A friend was about to smash a roach in his house the other day, another friend said “I wouldn’t do that, they’ll only come back in greater numbers”. He smashed it anyways, and the other guy said “now you’ve done it, enjoy your infestation”.
This sounds like a load of crap to me, don’t most things retreat when they smell their own dead? Might the dead roach be a source of food for the other roaches?
Snopes had nothing, and Orkin’s closed. Anybody know?
That seems to be crap to me. My house has never been one to be overrun with bugs though. I’m pretty sure the biggest attractors for roaches and the like are conditions where they have food that can’t be seen by us. One extra roach ain’t nuttin’.
I stomped a roach once, but didn’t kill it - I just smashed the back half of him. He was stuck to the floor, waving his legs around. Immediately, two more roaches ran out and started eating him while he was still kicking. I thought that was pretty rude, so I stomped them, too.

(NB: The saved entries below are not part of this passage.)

//! Filter predicate builder.
//!
//! Turns a [`FilterSelection`] into a [`RecordFilter`]. Relative selections (current
//! month, last N months) are resolved against the periods that actually occur in the
//! dataset, so a lookback never invents a month the backend did not send.

use crate::error::{DashboardSeriesError, Result};
use crate::period::PeriodKey;
use crate::schema::{BusinessUnitFilter, FilterSelection, PeriodFilter, Record};
use chrono::NaiveDate;
use log::debug;
use std::collections::BTreeSet;

pub const ALLOWED_LOOKBACKS: [u32; 3] = [3, 6, 12];

/// Distinct periods present in `records`. Records with an invalid month are skipped.
pub fn available_periods(records: &[Record]) -> BTreeSet<PeriodKey> {
    records.iter().filter_map(|r| r.period_key().ok()).collect()
}

/// Walks back from `current` (inclusive) `months` times, keeping only periods in
/// `available`. Most recent first.
pub fn lookback_periods(
    current: PeriodKey,
    months: u32,
    available: &BTreeSet<PeriodKey>,
) -> Vec<PeriodKey> {
    let mut periods = Vec::new();
    let mut cursor = current;

    for _ in 0..months {
        if available.contains(&cursor) {
            periods.push(cursor);
        }
        cursor = cursor.prev();
    }

    periods
}

#[derive(Debug, Clone, PartialEq)]
enum PeriodMatcher {
    Nothing,
    Everything,
    Periods(BTreeSet<PeriodKey>),
    Range {
        start: Option<PeriodKey>,
        end: Option<PeriodKey>,
    },
    Year(i32),
}

impl PeriodMatcher {
    fn matches(&self, key: PeriodKey) -> bool {
        match self {
            Self::Nothing => false,
            Self::Everything => true,
            Self::Periods(periods) => periods.contains(&key),
            Self::Range { start, end } => {
                start.map_or(true, |s| key >= s) && end.map_or(true, |e| key <= e)
            }
            Self::Year(year) => key.year() == *year,
        }
    }
}

/// Predicate over [`Record`]s built from one filter selection.
#[derive(Debug, Clone, PartialEq)]
pub struct RecordFilter {
    business_unit: BusinessUnitFilter,
    periods: PeriodMatcher,
}

impl RecordFilter {
    pub fn build(
        selection: &FilterSelection,
        today: NaiveDate,
        available: &BTreeSet<PeriodKey>,
    ) -> Result<Self> {
        let current = PeriodKey::from_date(today);

        let periods = match &selection.period {
            PeriodFilter::All if available.is_empty() => PeriodMatcher::Nothing,
            PeriodFilter::All => PeriodMatcher::Everything,
            PeriodFilter::Year { year } => PeriodMatcher::Year(*year),
            PeriodFilter::CurrentMonth => {
                PeriodMatcher::Periods(lookback_periods(current, 1, available).into_iter().collect())
            }
            PeriodFilter::LastNMonths { months } => {
                if !ALLOWED_LOOKBACKS.contains(months) {
                    return Err(DashboardSeriesError::InvalidLookback(*months));
                }
                let periods = lookback_periods(current, *months, available);
                debug!(
                    "Last {} months from {} resolved to {} available period(s)",
                    months,
                    current,
                    periods.len()
                );
                PeriodMatcher::Periods(periods.into_iter().collect())
            }
            PeriodFilter::CustomRange { start, end } => {
                if let (Some(s), Some(e)) = (start, end) {
                    if s > e {
                        debug!("Custom range {}..={} is inverted and matches nothing", s, e);
                    }
                }
                PeriodMatcher::Range {
                    start: *start,
                    end: *end,
                }
            }
            PeriodFilter::CustomSpecific { year, month } => {
                let key = PeriodKey::new(*year, *month)?;
                PeriodMatcher::Range {
                    start: Some(key),
                    end: Some(key),
                }
            }
        };

        Ok(Self {
            business_unit: selection.business_unit.clone(),
            periods,
        })
    }

    pub fn matches(&self, record: &Record) -> bool {
        if !self.business_unit.matches(&record.business_unit_id) {
            return false;
        }
        match record.period_key() {
            Ok(key) => self.periods.matches(key),
            Err(_) => false,
        }
    }

    pub fn apply<'a>(&self, records: &'a [Record]) -> Vec<&'a Record> {
        records.iter().filter(|r| self.matches(r)).collect()
    }

    pub fn as_predicate(&self) -> impl Fn(&Record) -> bool + '_ {
        move |record| self.matches(record)
    }
}
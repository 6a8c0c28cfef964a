use crate::error::{DashboardSeriesError, Result};

/// Rounds `value` to `decimals` places, half away from zero.
pub fn round_to(value: f64, decimals: u32) -> f64 {
    let factor = 10f64.powi(decimals as i32);
    (value * factor).round() / factor
}

/// `actual / target * 100` rounded to `decimals` places.
///
/// A zero (or negative) target yields `0.0` rather than NaN or infinity.
pub fn percentage_of(actual: f64, target: f64, decimals: u32) -> f64 {
    if target > 0.0 {
        round_to(actual / target * 100.0, decimals)
    } else {
        0.0
    }
}

pub fn validate_month(month: u32) -> Result<()> {
    if !(1..=12).contains(&month) {
        return Err(DashboardSeriesError::InvalidMonth(month));
    }
    Ok(())
}

pub const MIN_YEAR: i32 = 1;
pub const MAX_YEAR: i32 = 9999;

/// Keeps `year * 100 + month` and its neighbouring months well inside `i32`.
pub fn validate_year(year: i32) -> Result<()> {
    if !(MIN_YEAR..=MAX_YEAR).contains(&year) {
        return Err(DashboardSeriesError::InvalidPeriod(format!(
            "year {} is outside {}..={}",
            year, MIN_YEAR, MAX_YEAR
        )));
    }
    Ok(())
}

pub fn next_month(year: i32, month: u32) -> (i32, u32) {
    if month == 12 {
        (year + 1, 1)
    } else {
        (year, month + 1)
    }
}

pub fn prev_month(year: i32, month: u32) -> (i32, u32) {
    if month == 1 {
        (year - 1, 12)
    } else {
        (year, month - 1)
    }
}
use thiserror::Error;

#[derive(Error, Debug)]
pub enum DashboardSeriesError {
    #[error("Invalid month {0}: must be between 1 and 12")]
    InvalidMonth(u32),

    #[error("Invalid period: {0}")]
    InvalidPeriod(String),

    #[error("Invalid lookback of {0} months: must be 3, 6 or 12")]
    InvalidLookback(u32),

    #[error("Series is not sorted by period: {previous} is followed by {next}")]
    UnsortedSeries { previous: String, next: String },

    #[error("Invalid record #{index}: {details}")]
    InvalidRecord { index: usize, details: String },

    #[error("Serialization error: {0}")]
    SerializationError(#[from] serde_json::Error),

    #[error("IO error: {0}")]
    IoError(#[from] std::io::Error),
}

pub type Result<T> = std::result::Result<T, DashboardSeriesError>;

No. What being misapplied is the notion that for every Blatta you see, there’s 10[sup]2[/sup] hidden in the wall.
Completely irrelevant story about my mom:
My mom is an entomologist (big suprise[just like my dad] Wood’s hole and all that). In one project, she studied the effect various chemicals had on cockroach hind gut. So she’d cut a wood roach’s legs and head off before extracting it’s hind gut. She had problem with the heads trying to escape, pulling themselves along by their mandibles.
Extra double irrelevant story about my brother
My brother studied the effects of gram-positve and gram-negative antibiotics on the reproductive abilities of Blatta. Turns out there’s some disgusting bacterial symbiosis in [Blatta procreation. In other news, my brother is now on tenure tract. Yeah!
Double-super irrelevant story about my dad
He’s spending the next month cataloging the lygaeidae collection at the Smithsonian in D.C. He’s a taxonomist.
I chose physics as my degree, so I work with computers. My dad thinks I missed my calling in entomology. Ha!